Friday afternoon, March 25, 2011, my grandfather passed away. He has battled lung cancer for 4 1/2 years and lived with it a long time, but he finally gave up his battle. He is only my 2nd grandparent to pass away - I've been very blessed because I didn't lose my first one until I was 23. I've struggled with his death more than I expected to. We've known for a while now that he was in his last days, yet I failed to go out there and visit like I should have. The main reason is that I didn't like seeing him like that, but that's no excuse. The other reason I am struggling is because I didn't get to say goodbye. Don't get me wrong, I'm able to go on with life, I just think about it alot. We were notified on Friday afternoon that he had entered a 72 hour window of living. Mom called me at work and of course, I was planning on going straight out there to see him after I picked up Brayden after work. However, when I called her once I had Brayden, she told me he had already passed away. My grandfather was one of the greatest men I know (in addition to my other grandfather). He was so kind, patient, smart, hardworking, and faithful. He was very involved in my life when I was younger. I was the oldest grandchild and was very close to my grandfather.
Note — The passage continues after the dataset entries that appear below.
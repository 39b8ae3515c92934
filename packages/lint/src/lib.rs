//! Multi-tool lint orchestration for CI pipelines.
//!
//! `polylint` runs a fixed chain of Python fixers and checkers over a set of
//! files and folds their exit codes into a single pass/fail result. A run
//! consists of the following phases:
//!
//! 1. [`config`] locates `pyproject.toml` and merges `[tool.lint]` onto the
//!    [`registry`] catalog
//! 2. [`discovery`] expands the path arguments into files
//! 3. [`bootstrap`] verifies that every enabled tool is usable
//! 4. [`engine`] runs the tools file by file, detecting modifications
//! 5. [`report`] renders the results
//!
//! Infrastructure problems (a missing manifest, a missing or broken tool)
//! stop the run before any file is touched.

#![cfg_attr(feature = "fail-on-warnings", deny(warnings))]
#![warn(clippy::all, clippy::pedantic, clippy::nursery, clippy::cargo)]
#![allow(clippy::multiple_crate_versions)]

use std::{
    ffi::OsString,
    io::Write,
    num::NonZeroUsize,
    path::PathBuf,
    sync::Arc,
};

use polylint_models::{BootstrapReport, RunReport};
use thiserror::Error;
use tokio::task::JoinError;

use crate::{
    bootstrap::BootstrapContext,
    config::{ConfigError, LintConfig, ResolvedLinter},
    engine::ExecutionPlan,
};

pub mod bootstrap;
pub mod config;
pub mod discovery;
pub mod engine;
pub mod environ;
pub mod process;
pub mod registry;
pub mod report;
pub mod snapshot;

#[cfg(all(test, unix))]
mod test_utils;

pub use polylint_models as models;

#[derive(Debug, Error)]
pub enum LintError {
    #[error(transparent)]
    Config(#[from] ConfigError),
    #[error("{} tool(s) failed to bootstrap", .0.failures().count())]
    Bootstrap(BootstrapReport),
    #[error(transparent)]
    Io(#[from] std::io::Error),
    #[error(transparent)]
    Join(#[from] JoinError),
}

/// One command-line invocation.
#[derive(Debug, Clone)]
pub struct Invocation {
    /// Directory the manifest search starts from and paths are relative to
    pub cwd: PathBuf,
    pub paths: Vec<PathBuf>,
    /// Report bootstrap progress explicitly, even when there is nothing to lint
    pub bootstrap: bool,
    /// Overrides the configured number of concurrent file workers
    pub jobs: Option<NonZeroUsize>,
    /// Replaces `PATH` when locating tools
    pub search_path: Option<OsString>,
}

impl Invocation {
    #[must_use]
    pub const fn new(cwd: PathBuf, paths: Vec<PathBuf>) -> Self {
        Self {
            cwd,
            paths,
            bootstrap: false,
            jobs: None,
            search_path: None,
        }
    }
}

/// Runs the complete pipeline, writing progress and results to `out`.
///
/// # Errors
///
/// * [`LintError::Config`] if the manifest is missing or invalid
/// * [`LintError::Bootstrap`] if an enabled tool is missing or broken
/// * [`LintError::Io`] if writing to `out` fails
/// * [`LintError::Join`] if a worker task panics
pub async fn lint(invocation: &Invocation, out: &mut impl Write) -> Result<RunReport, LintError> {
    let mut config = LintConfig::resolve(&invocation.cwd)?;
    if let Some(jobs) = invocation.jobs {
        config.jobs = jobs;
    }
    log::debug!(
        "Linting project '{}' configured by '{}'",
        config.name,
        config.manifest.display()
    );

    let files = discovery::discover(&invocation.cwd, &invocation.paths, &config);

    if files.is_empty() && !invocation.bootstrap {
        report::write_file_list(out, &files)?;
        return Ok(RunReport::default());
    }

    if invocation.bootstrap {
        report::write_bootstrap_progress(out, config.enabled_linters().map(ResolvedLinter::name))?;
    }

    let context = BootstrapContext::new(
        &config,
        &invocation.cwd,
        invocation.search_path.as_deref(),
    );
    let bootstrap = bootstrap::bootstrap(&config, &context).await?;

    if !bootstrap.is_success() {
        return Err(LintError::Bootstrap(bootstrap));
    }
    if invocation.bootstrap {
        writeln!(out, "{}", report::BOOTSTRAP_SUCCEEDED)?;
    }

    report::write_file_list(out, &files)?;
    if files.is_empty() {
        return Ok(RunReport {
            bootstrap,
            files: vec![],
        });
    }

    let plan = ExecutionPlan::new(&config, invocation.cwd.clone(), &bootstrap);
    let files = engine::execute(Arc::new(plan), files).await?;
    log::debug!(
        "Fixers modified {} of {} file(s)",
        files.iter().filter(|x| x.changed()).count(),
        files.len()
    );
    let run = RunReport { bootstrap, files };

    report::write_results(out, &run)?;
    out.flush()?;

    Ok(run)
}

/// Runs [`lint`] and maps the outcome to the process exit code: 0 when every
/// tool passed on every file, 1 otherwise.
///
/// # Errors
///
/// * If writing a failure message to `out` fails
pub async fn run(invocation: &Invocation, out: &mut impl Write) -> std::io::Result<i32> {
    match lint(invocation, out).await {
        Ok(run) => Ok(run.exit_code()),
        Err(LintError::Bootstrap(bootstrap)) => {
            report::write_bootstrap_failures(out, &bootstrap)?;
            Ok(1)
        }
        Err(LintError::Config(e)) => {
            writeln!(out, "{e}")?;
            Ok(1)
        }
        Err(e @ (LintError::Io(_) | LintError::Join(_))) => {
            log::error!("Linting aborted: {e}");
            writeln!(out, "{}", report::LINT_FAILED)?;
            Ok(1)
        }
    }
}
We always told each other that we were each other's bestest bestest bestest friend. He took me to test drive my first car when I was 17 or 18. He pretty much saved mine and my grandmother's lives when I knocked his truck out of gear and it went rolling toward a cliff while he was in the gas station. I could literally go on for hours and hours about all of the memories I have of him and what an outstanding grandfather and person he was. I'm so glad he got to meet Brayden. He could make Brayden laugh and it was the most precious thing. Life definitely will not be the same without him. However, I know he is loving life in Heaven right now and in no pain whatsoever. That in itself is worth our pain and suffering. I wish I could find my wedding pictures because there is one on there that I love, but I can't seem to locate them. In the meantime, these will have to suffice:
More than likely there will be another post about this great man because I hope to find some more pictures and want to share something my cousin wrote, but I have to get my hands on it first. Until then . . .

2 comments :

  1. Love you! And miss you! Keep your head up! It will get easier because as much as you miss him - you know he is in no pain and enjoying life to the fullest up there! :)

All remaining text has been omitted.